START Records for this task

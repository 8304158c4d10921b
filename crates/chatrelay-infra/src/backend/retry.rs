//! Call-level retry with exponential backoff.
//!
//! This policy covers steady-state transient failures of individual
//! generation calls. It is independent of the fixed-delay retry loop used
//! for one-time connection establishment in the client; the two guard
//! different failure classes and are configured separately.

use chatrelay_types::config::CallRetryConfig;
use chatrelay_types::generation::GenerationError;
use tracing::debug;

use std::time::Duration;

/// Backoff delay before retry number `attempt` (1-based), doubling from
/// the base and capped at the configured maximum.
fn backoff_delay(config: &CallRetryConfig, attempt: u32) -> Duration {
    let exp = attempt.saturating_sub(1).min(16);
    let delay_ms = config
        .base_delay_ms
        .saturating_mul(1u64 << exp)
        .min(config.max_delay_ms);
    Duration::from_millis(delay_ms)
}

/// Run `operation` with up to `config.max_attempts` attempts.
///
/// Only failures marked transient by [`GenerationError::is_transient`] are
/// retried; everything else returns immediately. The last error is
/// returned unchanged after the attempt ceiling.
pub async fn retry_transient<T, F, Fut>(
    config: &CallRetryConfig,
    operation_name: &str,
    mut operation: F,
) -> Result<T, GenerationError>
where
    F: FnMut() -> Fut,
    Fut: Future<Output = Result<T, GenerationError>>,
{
    let max_attempts = config.max_attempts.max(1);
    let mut attempt = 1;
    loop {
        match operation().await {
            Ok(value) => return Ok(value),
            Err(err) if err.is_transient() && attempt < max_attempts => {
                let delay = backoff_delay(config, attempt);
                debug!(
                    operation = operation_name,
                    attempt,
                    delay_ms = delay.as_millis() as u64,
                    %err,
                    "transient failure, backing off"
                );
                tokio::time::sleep(delay).await;
                attempt += 1;
            }
            Err(err) => return Err(err),
        }
    }
}

#[cfg(test)]
mod tests {
    use super::*;

    use std::sync::atomic::{AtomicU32, Ordering};

    fn fast_config(max_attempts: u32) -> CallRetryConfig {
        CallRetryConfig {
            max_attempts,
            base_delay_ms: 1,
            max_delay_ms: 4,
        }
    }

    #[test]
    fn backoff_doubles_and_caps() {
        let config = CallRetryConfig {
            max_attempts: 5,
            base_delay_ms: 500,
            max_delay_ms: 8_000,
        };
        assert_eq!(backoff_delay(&config, 1), Duration::from_millis(500));
        assert_eq!(backoff_delay(&config, 2), Duration::from_millis(1_000));
        assert_eq!(backoff_delay(&config, 3), Duration::from_millis(2_000));
        assert_eq!(backoff_delay(&config, 10), Duration::from_millis(8_000));
    }

    #[tokio::test]
    async fn retries_transient_until_success() {
        let calls = AtomicU32::new(0);
        let result = retry_transient(&fast_config(5), "test", || {
            let n = calls.fetch_add(1, Ordering::SeqCst);
            async move {
                if n < 2 {
                    Err(GenerationError::Unavailable("503".into()))
                } else {
                    Ok("done")
                }
            }
        })
        .await;
        assert_eq!(result.unwrap(), "done");
        assert_eq!(calls.load(Ordering::SeqCst), 3);
    }

    #[tokio::test]
    async fn does_not_retry_permanent_failures() {
        let calls = AtomicU32::new(0);
        let result: Result<(), _> = retry_transient(&fast_config(5), "test", || {
            calls.fetch_add(1, Ordering::SeqCst);
            async {
                Err(GenerationError::Backend {
                    message: "boom".into(),
                })
            }
        })
        .await;
        assert!(matches!(result, Err(GenerationError::Backend { .. })));
        assert_eq!(calls.load(Ordering::SeqCst), 1);
    }

    #[tokio::test]
    async fn stops_after_attempt_ceiling() {
        let calls = AtomicU32::new(0);
        let result: Result<(), _> = retry_transient(&fast_config(3), "test", || {
            calls.fetch_add(1, Ordering::SeqCst);
            async { Err(GenerationError::DeadlineExceeded) }
        })
        .await;
        assert!(matches!(result, Err(GenerationError::DeadlineExceeded)));
        assert_eq!(calls.load(Ordering::SeqCst), 3);
    }
}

END Records for this task

== Activity ==
What lines in the entries above include the string "loop"? Return each one.

== Exercise output ==
//! generation calls. It is independent of the fixed-delay retry loop used
    loop {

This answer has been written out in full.